_Task brief_
Of all the lines below, return only those starting with the line holding "-> Result<Option<naga::Module>, PostFxError>" and going on through the line holding "calls the agritrace", exactly as written.

Records contained in a dataset
• • • • • • •
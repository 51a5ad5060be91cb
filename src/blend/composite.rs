//! Composite shader assembly for a [`BlendMode`].
//!
//! The composite pass samples the base image and the effect image and runs
//! them through the active blend function. Its WGSL source is the template
//! in `screen/blend_composite.wgsl` with the function's code spliced in, so
//! it has to be rebuilt whenever the blend function changes.
//! [`CompositeShader`] listens to the mode and tracks exactly that.

use std::cell::Cell;
use std::rc::Rc;

use super::mode::{BlendMode, BlendModeEvent, ListenerId};
use super::BlendFunction;
use crate::error::PostFxError;
use crate::gpu::pipeline_helpers::{filtering_sampler, texture_2d, uniform_buffer};
use crate::gpu::shader_composer::ShaderComposer;

/// WGSL template of the composite pass.
pub const TEMPLATE: &str =
    include_str!("../../assets/shaders/screen/blend_composite.wgsl");

/// Line in [`TEMPLATE`] replaced by the blend function code.
const MARKER: &str = "// @blend_function";

const FILE_PATH: &str = "screen/blend_composite.wgsl";

/// Composite pass source for `function`, or `None` for
/// [`BlendFunction::Skip`] (no blending stage).
#[must_use]
pub fn composite_source(function: BlendFunction) -> Option<String> {
    function
        .shader_code()
        .map(|code| TEMPLATE.replacen(MARKER, code, 1))
}

/// Bind group layout matching the composite template: base texture, effect
/// texture, sampler, blend uniforms.
#[must_use]
pub fn bind_group_layout_entries() -> [wgpu::BindGroupLayoutEntry; 4] {
    [
        texture_2d(0),
        texture_2d(1),
        filtering_sampler(2),
        uniform_buffer(3),
    ]
}

struct LinkState {
    function: Cell<BlendFunction>,
    stale: Cell<bool>,
}

/// Tracks whether the composite program of one blend mode is up to date.
///
/// Starts out stale (nothing has been linked yet) and becomes stale again on
/// every blend function change.
pub struct CompositeShader {
    state: Rc<LinkState>,
    listener: ListenerId,
}

impl CompositeShader {
    /// Start tracking `mode`.
    pub fn attach(mode: &mut BlendMode) -> Self {
        let state = Rc::new(LinkState {
            function: Cell::new(mode.blend_function()),
            stale: Cell::new(true),
        });
        let sink = Rc::clone(&state);
        let listener = mode.subscribe(move |event| match *event {
            BlendModeEvent::Change { current, .. } => {
                sink.function.set(current);
                sink.stale.set(true);
            }
        });
        Self { state, listener }
    }

    /// Stop tracking `mode`. Returns whether this shader was attached to it.
    pub fn detach(self, mode: &mut BlendMode) -> bool {
        mode.unsubscribe(self.listener)
    }

    /// The blend function the next build will use.
    #[must_use]
    pub fn blend_function(&self) -> BlendFunction {
        self.state.function.get()
    }

    /// Whether the program must be rebuilt before the next render.
    #[must_use]
    pub fn needs_relink(&self) -> bool {
        self.state.stale.get()
    }

    /// Record that the current source has been linked.
    pub fn mark_linked(&self) {
        self.state.stale.set(false);
    }

    /// Current composite source, `None` when the mode skips blending.
    #[must_use]
    pub fn source(&self) -> Option<String> {
        composite_source(self.blend_function())
    }

    /// Compose and validate the current source into naga IR.
    ///
    /// Marks the program linked on success. Returns `Ok(None)` when the mode
    /// skips blending.
    ///
    /// # Errors
    ///
    /// Propagates composition and validation failures; the program stays
    /// stale.
    pub fn build_naga(
        &self,
        composer: &mut ShaderComposer,
    ) -> Result<Option<naga::Module>, PostFxError> {
        let Some(source) = self.source() else {
            self.mark_linked();
            return Ok(None);
        };
        let module = composer.compose_naga(&source, FILE_PATH)?;
        self.mark_linked();
        Ok(Some(module))
    }

    /// Compose the current source into a shader module on `device`.
    ///
    /// Marks the program linked on success. Returns `Ok(None)` when the mode
    /// skips blending.
    ///
    /// # Errors
    ///
    /// Propagates composition and validation failures; the program stays
    /// stale.
    pub fn build(
        &self,
        device: &wgpu::Device,
        composer: &mut ShaderComposer,
    ) -> Result<Option<wgpu::ShaderModule>, PostFxError> {
        let Some(source) = self.source() else {
            self.mark_linked();
            return Ok(None);
        };
        let label = format!(
            "Blend Composite Shader ({})",
            self.blend_function().display_name()
        );
        let module = composer.compose(device, &label, &source, FILE_PATH)?;
        self.mark_linked();
        Ok(Some(module))
    }
}

impl std::fmt::Debug for CompositeShader {
    fn fmt(&self, f: &mut std::fmt::Formatter<'_>) -> std::fmt::Result {
        f.debug_struct("CompositeShader")
            .field("blend_function", &self.blend_function())
            .field("needs_relink", &self.needs_relink())
            .finish_non_exhaustive()
    }
}
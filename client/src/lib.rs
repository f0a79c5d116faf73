//! Workflow client boundary.
//!
//! One capability interface over the certification workflow with two
//! behaviorally equivalent adapters, selected at configuration time:
//!
//! - [`RestClient`] calls the agritrace node's HTTP API,
//! - [`ContractClient`] talks to a Freenet node hosting the registry
//!   contract.
//!
//! Both surface the shared [`WorkflowError`] taxonomy; transport failures
//! arrive as `StoreUnavailable`.

mod contract;
mod rest;

use agritrace_common::certification::Certification;
use agritrace_common::error::WorkflowError;
use agritrace_common::product::{Product, ProductId};
use async_trait::async_trait;

pub use contract::ContractClient;
pub use rest::RestClient;

/// The four workflow operations every boundary exposes.
#[async_trait]
pub trait WorkflowClient: Send + Sync {
    /// Register a new product owned by `owner`; returns its fresh id.
    async fn submit_product(
        &self,
        name: &str,
        batch_id: &str,
        owner: &str,
    ) -> Result<ProductId, WorkflowError>;

    /// Products still awaiting certification, in insertion order.
    async fn list_pending_certification(&self) -> Result<Vec<Product>, WorkflowError>;

    /// Certify a product exactly once.
    async fn certify(
        &self,
        product_id: &ProductId,
        certifier_name: &str,
    ) -> Result<Certification, WorkflowError>;

    /// A product together with its certification, if any.
    async fn get_product_with_history(
        &self,
        product_id: &ProductId,
    ) -> Result<(Product, Option<Certification>), WorkflowError>;
}
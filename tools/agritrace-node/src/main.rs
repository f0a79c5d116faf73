use std::path::PathBuf;
use std::sync::Arc;

use anyhow::Context;
use clap::Parser;
use tracing_subscriber::EnvFilter;

use agritrace_node::auth::UserDirectory;
use agritrace_node::{build_router, AppState};

#[derive(Parser)]
#[command(name = "agritrace-node", about = "Agritrace certification backend")]
struct Cli {
    /// HTTP port to listen on.
    #[arg(long, default_value_t = 5000)]
    port: u16,

    /// Bind address.
    #[arg(long, default_value = "0.0.0.0")]
    bind: String,

    /// Directory holding the persisted user directory
    /// (default: the platform data dir).
    #[arg(long)]
    data_dir: Option<PathBuf>,

    /// Keep registered users in memory only.
    #[arg(long)]
    ephemeral: bool,
}

fn default_data_dir() -> PathBuf {
    dirs::data_dir()
        .unwrap_or_else(|| PathBuf::from("/tmp"))
        .join("agritrace")
}

#[tokio::main]
async fn main() -> anyhow::Result<()> {
    tracing_subscriber::fmt()
        .with_env_filter(EnvFilter::try_from_default_env().unwrap_or_else(|_| EnvFilter::new("info")))
        .init();

    let cli = Cli::parse();

    let users = if cli.ephemeral {
        UserDirectory::in_memory()
    } else {
        let dir = cli.data_dir.unwrap_or_else(default_data_dir);
        UserDirectory::with_storage(dir.join("users.json"))
    };

    let state = Arc::new(AppState::new(users));
    let app = build_router(state);

    let addr = format!("{}:{}", cli.bind, cli.port);
    let listener = tokio::net::TcpListener::bind(&addr)
        .await
        .with_context(|| format!("failed to bind {addr}"))?;
    tracing::info!(%addr, "agritrace node listening");

    axum::serve(listener, app).await.context("server failed")?;
    Ok(())
}
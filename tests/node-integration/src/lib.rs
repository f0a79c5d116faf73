//! In-process integration harness for the agritrace node.
//!
//! Spawns the node's router on an ephemeral port inside the test process,
//! so the suite runs under plain `cargo test` with no external services.

use std::sync::Arc;

use agritrace_client::RestClient;
use agritrace_node::auth::UserDirectory;
use agritrace_node::{build_router, AppState};

/// Spawn the node on an ephemeral port and return a REST client pointed at
/// it. The server task runs until the test process exits.
pub async fn spawn_node() -> RestClient {
    let (client, _) = spawn_node_with_url().await;
    client
}

/// Like [`spawn_node`], also returning the base URL for raw-HTTP checks.
pub async fn spawn_node_with_url() -> (RestClient, String) {
    let state = Arc::new(AppState::new(UserDirectory::in_memory()));
    let app = build_router(state);

    let listener = tokio::net::TcpListener::bind("127.0.0.1:0")
        .await
        .expect("failed to bind test listener");
    let addr = listener.local_addr().expect("listener has no local addr");

    tokio::spawn(async move {
        axum::serve(listener, app).await.expect("test server failed");
    });

    let base_url = format!("http://{addr}");
    (RestClient::new(base_url.clone()), base_url)
}
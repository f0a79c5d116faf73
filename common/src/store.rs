use std::collections::BTreeMap;
use std::sync::atomic::{AtomicU64, Ordering};
use std::sync::RwLock;

use chrono::{DateTime, Utc};

use crate::certification::Certification;
use crate::error::WorkflowError;
use crate::product::{Product, ProductId, ProductStatus};

/// Durable mapping from product id to product.
///
/// Implementations perform no transition validation; the workflow manager
/// owns the state-machine invariant.
pub trait ProductStore: Send + Sync {
    /// Insert a new product with a fresh unique id and `Uncertified` status.
    /// Fails with `Validation` if `name` or `owner` is empty.
    fn create(&self, name: &str, batch_id: &str, owner: &str) -> Result<ProductId, WorkflowError>;

    /// Fails with `NotFound` if absent.
    fn get(&self, id: &ProductId) -> Result<Product, WorkflowError>;

    /// All products with the given status, in insertion order.
    fn list_by_status(&self, status: ProductStatus) -> Result<Vec<Product>, WorkflowError>;

    /// Fails with `NotFound` if absent.
    fn set_status(&self, id: &ProductId, status: ProductStatus) -> Result<(), WorkflowError>;
}

/// Durable mapping from product id to at most one certification.
pub trait CertificationStore: Send + Sync {
    /// Fails with `Conflict` if a certification already exists for the product.
    fn create(
        &self,
        product_id: &ProductId,
        certifier_name: &str,
        timestamp: DateTime<Utc>,
    ) -> Result<Certification, WorkflowError>;

    fn get_by_product(&self, product_id: &ProductId) -> Result<Option<Certification>, WorkflowError>;
}

/// In-memory product store.
///
/// Ids combine epoch millis with a process-wide sequence number, so they are
/// unique and monotonically increasing and map iteration order is insertion
/// order.
#[derive(Default)]
pub struct MemoryProductStore {
    products: RwLock<BTreeMap<ProductId, Product>>,
    next_seq: AtomicU64,
}

impl MemoryProductStore {
    pub fn new() -> Self {
        Self::default()
    }

    fn next_id(&self) -> ProductId {
        let seq = self.next_seq.fetch_add(1, Ordering::Relaxed);
        ProductId(format!("p-{}-{:06}", Utc::now().timestamp_millis(), seq))
    }
}

fn poisoned(store: &str) -> WorkflowError {
    WorkflowError::StoreUnavailable(format!("{store} store lock poisoned"))
}

impl ProductStore for MemoryProductStore {
    fn create(&self, name: &str, batch_id: &str, owner: &str) -> Result<ProductId, WorkflowError> {
        if name.trim().is_empty() {
            return Err(WorkflowError::Validation(
                "product name must not be empty".into(),
            ));
        }
        if owner.trim().is_empty() {
            return Err(WorkflowError::Validation(
                "product owner must not be empty".into(),
            ));
        }

        let id = self.next_id();
        let product = Product {
            id: id.clone(),
            name: name.to_string(),
            batch_id: batch_id.to_string(),
            owner: owner.to_string(),
            status: ProductStatus::Uncertified,
            created_at: Utc::now(),
        };

        let mut products = self.products.write().map_err(|_| poisoned("product"))?;
        products.insert(id.clone(), product);
        Ok(id)
    }

    fn get(&self, id: &ProductId) -> Result<Product, WorkflowError> {
        let products = self.products.read().map_err(|_| poisoned("product"))?;
        products
            .get(id)
            .cloned()
            .ok_or_else(|| WorkflowError::NotFound(id.0.clone()))
    }

    fn list_by_status(&self, status: ProductStatus) -> Result<Vec<Product>, WorkflowError> {
        let products = self.products.read().map_err(|_| poisoned("product"))?;
        Ok(products
            .values()
            .filter(|p| p.status == status)
            .cloned()
            .collect())
    }

    fn set_status(&self, id: &ProductId, status: ProductStatus) -> Result<(), WorkflowError> {
        let mut products = self.products.write().map_err(|_| poisoned("product"))?;
        match products.get_mut(id) {
            Some(product) => {
                product.status = status;
                Ok(())
            }
            None => Err(WorkflowError::NotFound(id.0.clone())),
        }
    }
}

/// In-memory certification store.
#[derive(Default)]
pub struct MemoryCertificationStore {
    certifications: RwLock<BTreeMap<ProductId, Certification>>,
}

impl MemoryCertificationStore {
    pub fn new() -> Self {
        Self::default()
    }
}

impl CertificationStore for MemoryCertificationStore {
    fn create(
        &self,
        product_id: &ProductId,
        certifier_name: &str,
        timestamp: DateTime<Utc>,
    ) -> Result<Certification, WorkflowError> {
        let mut certifications = self
            .certifications
            .write()
            .map_err(|_| poisoned("certification"))?;
        if certifications.contains_key(product_id) {
            return Err(WorkflowError::Conflict(product_id.0.clone()));
        }

        let certification = Certification {
            product_id: product_id.clone(),
            certifier_name: certifier_name.to_string(),
            timestamp,
        };
        certifications.insert(product_id.clone(), certification.clone());
        Ok(certification)
    }

    fn get_by_product(&self, product_id: &ProductId) -> Result<Option<Certification>, WorkflowError> {
        let certifications = self
            .certifications
            .read()
            .map_err(|_| poisoned("certification"))?;
        Ok(certifications.get(product_id).cloned())
    }
}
• • • • • • •
_Finished exercise_
    ) -> Result<Option<naga::Module>, PostFxError> {
        let Some(source) = self.source() else {
            self.mark_linked();
            return Ok(None);
        };
        let module = composer.compose_naga(&source, FILE_PATH)?;
        self.mark_linked();
        Ok(Some(module))
    }

    /// Compose the current source into a shader module on `device`.
    ///
    /// Marks the program linked on success. Returns `Ok(None)` when the mode
    /// skips blending.
    ///
    /// # Errors
    ///
    /// Propagates composition and validation failures; the program stays
    /// stale.
    pub fn build(
        &self,
        device: &wgpu::Device,
        composer: &mut ShaderComposer,
    ) -> Result<Option<wgpu::ShaderModule>, PostFxError> {
        let Some(source) = self.source() else {
            self.mark_linked();
            return Ok(None);
        };
        let label = format!(
            "Blend Composite Shader ({})",
            self.blend_function().display_name()
        );
        let module = composer.compose(device, &label, &source, FILE_PATH)?;
        self.mark_linked();
        Ok(Some(module))
    }
}

impl std::fmt::Debug for CompositeShader {
    fn fmt(&self, f: &mut std::fmt::Formatter<'_>) -> std::fmt::Result {
        f.debug_struct("CompositeShader")
            .field("blend_function", &self.blend_function())
            .field("needs_relink", &self.needs_relink())
            .finish_non_exhaustive()
    }
}
filename client/src/lib.rs
repository f0a79c5d116faf73
//! Workflow client boundary.
//!
//! One capability interface over the certification workflow with two
//! behaviorally equivalent adapters, selected at configuration time:
//!
//! - [`RestClient`] calls the agritrace node's HTTP API,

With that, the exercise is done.